§ **AIM OF THE TASK**: Here is a block of entries. Write out its lines exactly, from the first through the one containing "bits under the".

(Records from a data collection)
↓↓↓

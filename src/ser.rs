//! Application PDU codec: header/payload encode-decode, the `PayloadApi`
//! capability record, and the `(ds, page)` schedule owned by POLL.
//!
//! Grounded in `src/core/ser.c` / `ser_types.h` (`ser_s`, `SUB_TO_DS`,
//! `DS_TO_B`, `BTOSUB`, `B_TO_PG` macros) from the original source, and in
//! the byte-packing helpers in [`crate::byte_codec`].
//!
//! `t_msec_scaled` is wired here as a `u16_be` field whose value is
//! milliseconds (`nsec / 1_000_000`), not `msec * 1000`: the `ser2mms_poll.c`
//! sample computes its outgoing subscription timestamp as
//! `tspec.tv_nsec / 1_000_000`, which only fits in 16 bits under the
//! milliseconds interpretation.

use crate::byte_codec::{
    pack_i16_be, pack_u16_be, pack_u32_be, unpack_i16_be, unpack_u16_be, unpack_u32_be,
};
use crate::error::{FrameError, FrameResult};
use crate::types::{
    Answ, Cmd, Page, Role, ScheduleCursor, Sub, SubBank, ANSW_LEN_MAX, NUM_SUBS, PAGE_SIZE,
};

/// User-supplied callbacks that bind decoded wire data to an attribute
/// store (or, for POLL, produce outgoing requests). Every member defaults
/// to a weak no-op, mirroring the original's overridable weak functions —
/// a host overrides only the callbacks its role actually needs.
pub trait PayloadApi {
    /// Slave: deliver a decoded page to the attribute store.
    fn read_page(&mut self, _page: &Page, _ds: u8, _page_idx: u8) {}

    /// Slave: deliver decoded subscription records.
    fn read_subs(&mut self, _subs: &SubBank) {}

    /// Slave: produce the values of a `Parameters` reply.
    fn write_answer(&mut self) -> Answ {
        Answ::default()
    }

    /// Slave: produce the timestamp for a `TimeSet` reply, as
    /// `(epoch_seconds, microseconds)`.
    fn get_time(&mut self) -> (u32, u32) {
        (0, 0)
    }

    /// Poll: produce the outgoing page for `(ds, page)`. Returns the number
    /// of valid entries in `page` (normally `PAGE_SIZE`).
    fn write_page(&mut self, _page: &mut Page, _ds: u8, _page_idx: u8) -> usize {
        0
    }

    /// Poll: produce the outgoing subscription bank. Returns the number of
    /// valid records in `subs`.
    fn write_subs(&mut self, _subs: &mut SubBank) -> usize {
        0
    }

    /// Poll: receive a decoded `Parameters` reply's answer values.
    fn read_answer(&mut self, _answ: &Answ) {}

    /// Poll: receive a decoded `TimeSet` reply's timestamp.
    fn read_time(&mut self, _epoch: u32, _usec: u32) {}
}

/// A `PayloadApi` whose every callback is the default no-op. Used where a
/// host genuinely has nothing to bind (tests, or a role that never invokes
/// certain callbacks).
#[derive(Debug, Default)]
pub struct NullPayloadApi;

impl PayloadApi for NullPayloadApi {}

/// Whether subscription records are carried on the wire. Reduced mode
/// carries zero subscription records and shortens the expected frame size,
/// per the `#if (!S2M_REDUCED)` guard in the original around the
/// subscription codec path.
#[derive(Debug, Clone, Copy, PartialEq, Eq)]
pub enum SubsMode {
    Full,
    Reduced,
}

impl Default for SubsMode {
    fn default() -> Self {
        SubsMode::Reduced
    }
}

/// The PDU codec: owns the schedule cursor and drives `PayloadApi` callbacks
/// during encode/decode. Does not own the byte buffers or I/O — those
/// belong to [`crate::transp::Transp`].
pub struct Ser {
    role: Role,
    subs_mode: SubsMode,
    cmd_xmit: Cmd,
    cursor: ScheduleCursor,
}

impl Ser {
    pub fn new(role: Role, subs_mode: SubsMode) -> Self {
        Ser {
            role,
            subs_mode,
            cmd_xmit: Cmd::Parameters,
            cursor: ScheduleCursor::default(),
        }
    }

    pub fn role(&self) -> Role {
        self.role
    }

    pub fn subs_mode(&self) -> SubsMode {
        self.subs_mode
    }

    pub fn cursor(&self) -> ScheduleCursor {
        self.cursor
    }

    /// Sets the command word used for the next POLL emission. No-op (but
    /// accepted) outside the POLL role, matching the original's
    /// `ser2mms_set_cmd`, which is only meaningful on the poll side.
    pub fn set_cmd(&mut self, cmd: Cmd) {
        self.cmd_xmit = cmd;
    }

    /// Expected inbound body size (post-address, pre-CRC-trailer is not
    /// included — this is the `Transp` frame size check target for
    /// `rx.size`, which is `1 (addr) + body + 2 (crc)`).
    pub fn expected_frame_size(&self) -> usize {
        match self.role {
            Role::Slave => self.slave_in_size(),
            Role::Poll => self.poll_in_size(),
        }
    }

    fn slave_in_size(&self) -> usize {
        let header = 1 /* addr */ + 2 /* cmd */ + 1 /* selector */;
        let page = PAGE_SIZE * 2;
        let subs = match self.subs_mode {
            SubsMode::Reduced => 0,
            SubsMode::Full => NUM_SUBS * SUB_RECORD_LEN,
        };
        header + page + subs + 2 /* crc */
    }

    /// POLL receives the mirror of a slave-outbound reply. Its size depends
    /// on which command is currently outstanding: `Parameters` replies carry
    /// `ANSW_LEN_MAX` answer values, `TimeSet` replies carry an epoch+usec
    /// pair. Computed dynamically from `cmd_xmit` rather than a single
    /// hardcoded constant, since the two commands produce different-length
    /// replies.
    fn poll_in_size(&self) -> usize {
        let header = 1 /* addr */ + 2 /* cmd */;
        let body = match self.cmd_xmit {
            Cmd::Parameters => ANSW_LEN_MAX * 2,
            Cmd::TimeSet => 4 + 2,
        };
        header + body + 2 /* crc */
    }

    /// Decodes a received slave-inbound body (the frame's address byte and
    /// CRC trailer have already been stripped/verified by `Transp`) and
    /// invokes the matching `read_*` callbacks.
    pub fn decode_slave_in(&mut self, body: &[u8], api: &mut dyn PayloadApi) -> FrameResult<()> {
        if body.len() != self.slave_in_size() - 1 - 2 {
            return Err(FrameError::SizeMismatch);
        }
        let cmd_word = unpack_u16_be(&[body[0], body[1]]);
        let cmd = Cmd::from_word(cmd_word);
        let selector = body[2];
        let cursor = ScheduleCursor::from_selector(selector).ok_or(FrameError::BadSelector)?;

        let mut off = 3;
        let mut page: Page = [0; PAGE_SIZE];
        for slot in page.iter_mut() {
            *slot = unpack_i16_be(&[body[off], body[off + 1]]);
            off += 2;
        }
        api.read_page(&page, cursor.ds, cursor.page);

        if self.subs_mode == SubsMode::Full {
            let mut subs: SubBank = [Sub::default(); NUM_SUBS];
            for sub in subs.iter_mut() {
                let mag = unpack_i16_be(&[body[off], body[off + 1]]);
                off += 2;
                let t_epoch = unpack_u32_be(&[body[off], body[off + 1], body[off + 2], body[off + 3]]);
                off += 4;
                let t_msec = unpack_u16_be(&[body[off], body[off + 1]]);
                off += 2;
                *sub = Sub {
                    mag,
                    t_epoch,
                    t_msec,
                };
            }
            api.read_subs(&subs);
        }

        let _ = cmd; // slave-in is always Parameters on the wire; cmd kept for symmetry/logging.
        Ok(())
    }

    /// Builds a slave-outbound reply body for `cmd` (the command echoed
    /// from the just-decoded request).
    pub fn encode_slave_out(&mut self, cmd: Cmd, api: &mut dyn PayloadApi) -> FrameResult<Vec<u8>> {
        let mut out = Vec::new();
        let mut cmd_buf = [0u8; 2];
        pack_u16_be(&mut cmd_buf, cmd.to_word());
        out.extend_from_slice(&cmd_buf);

        match cmd {
            Cmd::Parameters => {
                let answ = api.write_answer();
                if answ.len > ANSW_LEN_MAX {
                    return Err(FrameError::AnswerTooLong);
                }
                for &v in answ.as_slice() {
                    let mut buf = [0u8; 2];
                    pack_i16_be(&mut buf, v);
                    out.extend_from_slice(&buf);
                }
            }
            Cmd::TimeSet => {
                let (epoch, usec) = api.get_time();
                let mut epoch_buf = [0u8; 4];
                pack_u32_be(&mut epoch_buf, epoch);
                out.extend_from_slice(&epoch_buf);
                let mut usec_buf = [0u8; 2];
                pack_u16_be(&mut usec_buf, (usec & 0xFFFF) as u16);
                out.extend_from_slice(&usec_buf);
            }
        }
        Ok(out)
    }

    /// Builds the next POLL-outbound request body, advancing the schedule
    /// cursor exactly once as part of this call (§4.4.3: mutated only on
    /// transmit).
    pub fn encode_poll_out(&mut self, api: &mut dyn PayloadApi) -> Vec<u8> {
        self.cursor.advance();
        let cmd = self.cmd_xmit;

        let mut out = Vec::new();
        let mut cmd_buf = [0u8; 2];
        pack_u16_be(&mut cmd_buf, cmd.to_word());
        out.extend_from_slice(&cmd_buf);
        out.push(self.cursor.selector());

        let mut page: Page = [0; PAGE_SIZE];
        let n = api.write_page(&mut page, self.cursor.ds, self.cursor.page).min(PAGE_SIZE);
        for &v in &page[..n] {
            let mut buf = [0u8; 2];
            pack_i16_be(&mut buf, v);
            out.extend_from_slice(&buf);
        }
        for _ in n..PAGE_SIZE {
            out.extend_from_slice(&[0, 0]);
        }

        if self.subs_mode == SubsMode::Full {
            let mut subs: SubBank = [Sub::default(); NUM_SUBS];
            let n_subs = api.write_subs(&mut subs).min(NUM_SUBS);
            for sub in &subs[..n_subs] {
                let mut mag_buf = [0u8; 2];
                pack_i16_be(&mut mag_buf, sub.mag);
                out.extend_from_slice(&mag_buf);
                let mut epoch_buf = [0u8; 4];
                pack_u32_be(&mut epoch_buf, sub.t_epoch);
                out.extend_from_slice(&epoch_buf);
                let mut msec_buf = [0u8; 2];
                pack_u16_be(&mut msec_buf, sub.t_msec);
                out.extend_from_slice(&msec_buf);
            }
            for _ in n_subs..NUM_SUBS {
                out.extend_from_slice(&[0u8; SUB_RECORD_LEN]);
            }
        }
        out
    }

    /// Decodes a POLL-inbound reply (mirror of slave-outbound) and invokes
    /// the matching `read_answer`/`read_time` callback.
    pub fn decode_poll_in(&mut self, body: &[u8], api: &mut dyn PayloadApi) -> FrameResult<()> {
        if body.len() < 2 {
            return Err(FrameError::SizeMismatch);
        }
        let cmd_word = unpack_u16_be(&[body[0], body[1]]);
        let cmd = Cmd::from_word(cmd_word);
        let rest = &body[2..];
        match cmd {
            Cmd::Parameters => {
                if rest.len() != ANSW_LEN_MAX * 2 {
                    return Err(FrameError::SizeMismatch);
                }
                let mut answ = Answ::default();
                answ.len = ANSW_LEN_MAX;
                for (i, slot) in answ.values.iter_mut().enumerate() {
                    *slot = unpack_i16_be(&[rest[i * 2], rest[i * 2 + 1]]);
                }
                api.read_answer(&answ);
            }
            Cmd::TimeSet => {
                if rest.len() != 6 {
                    return Err(FrameError::SizeMismatch);
                }
                let epoch = unpack_u32_be(&[rest[0], rest[1], rest[2], rest[3]]);
                let usec = unpack_u16_be(&[rest[4], rest[5]]) as u32;
                api.read_time(epoch, usec);
            }
        }
        Ok(())
    }
}

const SUB_RECORD_LEN: usize = 2 + 4 + 2;

#[cfg(test)]
mod tests {
    use super::*;
    use std::cell::RefCell;

    #[derive(Default)]
    struct RecordingApi {
        read_page: RefCell<Option<(Page, u8, u8)>>,
    }

    impl PayloadApi for RecordingApi {
        fn read_page(&mut self, page: &Page, ds: u8, page_idx: u8) {
            *self.read_page.borrow_mut() = Some((*page, ds, page_idx));
        }

        fn write_answer(&mut self) -> Answ {
            Answ {
                values: [10, 20, 30],
                len: 3,
            }
        }
    }

    #[test]
    fn decode_slave_in_reduced_happy_path() {
        let mut ser = Ser::new(Role::Slave, SubsMode::Reduced);
        let mut api = RecordingApi::default();
        // cmd=0x0000, selector=(1<<4)|0=0x10, page=[1,2,3]
        let body: Vec<u8> = vec![0x00, 0x00, 0x10, 0x00, 0x01, 0x00, 0x02, 0x00, 0x03];
        ser.decode_slave_in(&body, &mut api).unwrap();
        assert_eq!(api.read_page.borrow().unwrap(), ([1, 2, 3], 1, 0));
    }

    #[test]
    fn decode_slave_in_bad_selector_rejected() {
        let mut ser = Ser::new(Role::Slave, SubsMode::Reduced);
        let mut api = RecordingApi::default();
        let body: Vec<u8> = vec![0x00, 0x00, 0x70, 0x00, 0x01, 0x00, 0x02, 0x00, 0x03];
        assert_eq!(
            ser.decode_slave_in(&body, &mut api),
            Err(FrameError::BadSelector)
        );
    }

    #[test]
    fn encode_slave_out_parameters_uses_write_answer() {
        let mut ser = Ser::new(Role::Slave, SubsMode::Reduced);
        let mut api = RecordingApi::default();
        let out = ser.encode_slave_out(Cmd::Parameters, &mut api).unwrap();
        assert_eq!(out, vec![0x00, 0x00, 0x00, 10, 0x00, 20, 0x00, 30]);
    }

    #[test]
    fn poll_schedule_advances_exactly_once_per_encode() {
        let mut ser = Ser::new(Role::Poll, SubsMode::Reduced);
        let mut api = RecordingApi::default();
        assert_eq!(ser.cursor(), ScheduleCursor { ds: 6, page: 3 });
        ser.encode_poll_out(&mut api);
        assert_eq!(ser.cursor(), ScheduleCursor { ds: 1, page: 0 });
        ser.encode_poll_out(&mut api);
        assert_eq!(ser.cursor(), ScheduleCursor { ds: 1, page: 1 });
    }

    #[test]
    fn decode_poll_in_timeset_roundtrips() {
        let mut ser = Ser::new(Role::Poll, SubsMode::Reduced);
        struct TimeApi(RefCell<Option<(u32, u32)>>);
        impl PayloadApi for TimeApi {
            fn read_time(&mut self, epoch: u32, usec: u32) {
                *self.0.borrow_mut() = Some((epoch, usec));
            }
        }
        let mut api = TimeApi(RefCell::new(None));
        let mut body = vec![0x00, 0x01];
        let mut epoch_buf = [0u8; 4];
        pack_u32_be(&mut epoch_buf, 1_700_000_000);
        body.extend_from_slice(&epoch_buf);
        body.extend_from_slice(&[0x12, 0x34]);
        ser.decode_poll_in(&body, &mut api).unwrap();
        assert_eq!(api.0.borrow().unwrap(), (1_700_000_000, 0x1234));
    }
}
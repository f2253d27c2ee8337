//! The DE-line GPIO contract (§6.3, §4.5.2) and its hosted implementation.
//!
//! Grounded in `port_rs485.c`'s ARM-only `nre_de_init`/`nre_de_set`/`nre_de_del`
//! (guarded by `#if (PORT_IMPL==PORT_IMPL_LINUX)&&(LINUX_HW_IMPL==LINUX_HW_IMPL_ARM)`)
//! and the sibling `gpio.h`. The spec's "GPIO via `/sys/class/gpio`, no-op on
//! WSL" split is modeled as two [`Gpio`] impls selected by the host at
//! construction rather than a compile-time `#if`, per DESIGN NOTES §9.

use std::fs;
use std::io;
use std::path::PathBuf;

/// Contract for the RS-485 driver-enable line: drive it high while
/// transmitting, low while receiving.
pub trait Gpio: Send {
    fn set_high(&mut self) -> io::Result<()>;
    fn set_low(&mut self) -> io::Result<()>;
}

/// No-op DE line, for boards with no separate direction pin (the original's
/// WSL development target, or a USB-RS485 adapter that manages direction
/// internally).
#[derive(Debug, Default, Clone, Copy)]
pub struct NullGpio;

impl Gpio for NullGpio {
    fn set_high(&mut self) -> io::Result<()> {
        Ok(())
    }

    fn set_low(&mut self) -> io::Result<()> {
        Ok(())
    }
}

/// A `/sys/class/gpio`-backed DE line, for the original's ARM target.
/// Exports the pin on construction and writes `value` directly rather than
/// going through a `c-periphery`-style handle, since that library has no
/// Rust binding in this pack's dependency set.
pub struct SysfsGpio {
    value_path: PathBuf,
    pin: u32,
}

impl SysfsGpio {
    /// Exports `pin` under `gpio_path` (normally `/sys/class/gpio`) and sets
    /// its direction to `out`, mirroring `nre_de_init`.
    pub fn open(gpio_path: &str, pin: u32) -> io::Result<Self> {
        let base = PathBuf::from(gpio_path);
        let gpio_dir = base.join(format!("gpio{pin}"));
        if !gpio_dir.exists() {
            fs::write(base.join("export"), pin.to_string())?;
        }
        fs::write(gpio_dir.join("direction"), "out")?;
        Ok(SysfsGpio {
            value_path: gpio_dir.join("value"),
            pin,
        })
    }

    fn write_value(&mut self, v: &str) -> io::Result<()> {
        fs::write(&self.value_path, v)
    }
}

impl Gpio for SysfsGpio {
    fn set_high(&mut self) -> io::Result<()> {
        self.write_value("1")
    }

    fn set_low(&mut self) -> io::Result<()> {
        self.write_value("0")
    }
}

impl Drop for SysfsGpio {
    /// Unexports the pin, mirroring `nre_de_del`.
    fn drop(&mut self) {
        if let Some(gpio_dir) = self.value_path.parent() {
            if let Some(base) = gpio_dir.parent() {
                let _ = fs::write(base.join("unexport"), self.pin.to_string());
            }
        }
    }
}

#[cfg(test)]
mod tests {
    use super::*;

    #[test]
    fn null_gpio_never_fails() {
        let mut gpio = NullGpio;
        gpio.set_high().unwrap();
        gpio.set_low().unwrap();
    }
}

↑↑↑

§ **WRITTEN REPLY**:
filename src/ser.rs
//! Application PDU codec: header/payload encode-decode, the `PayloadApi`
//! capability record, and the `(ds, page)` schedule owned by POLL.
//!
//! Grounded in `src/core/ser.c` / `ser_types.h` (`ser_s`, `SUB_TO_DS`,
//! `DS_TO_B`, `BTOSUB`, `B_TO_PG` macros) from the original source, and in
//! the byte-packing helpers in [`crate::byte_codec`].
//!
//! `t_msec_scaled` is wired here as a `u16_be` field whose value is
//! milliseconds (`nsec / 1_000_000`), not `msec * 1000`: the `ser2mms_poll.c`
//! sample computes its outgoing subscription timestamp as
//! `tspec.tv_nsec / 1_000_000`, which only fits in 16 bits under the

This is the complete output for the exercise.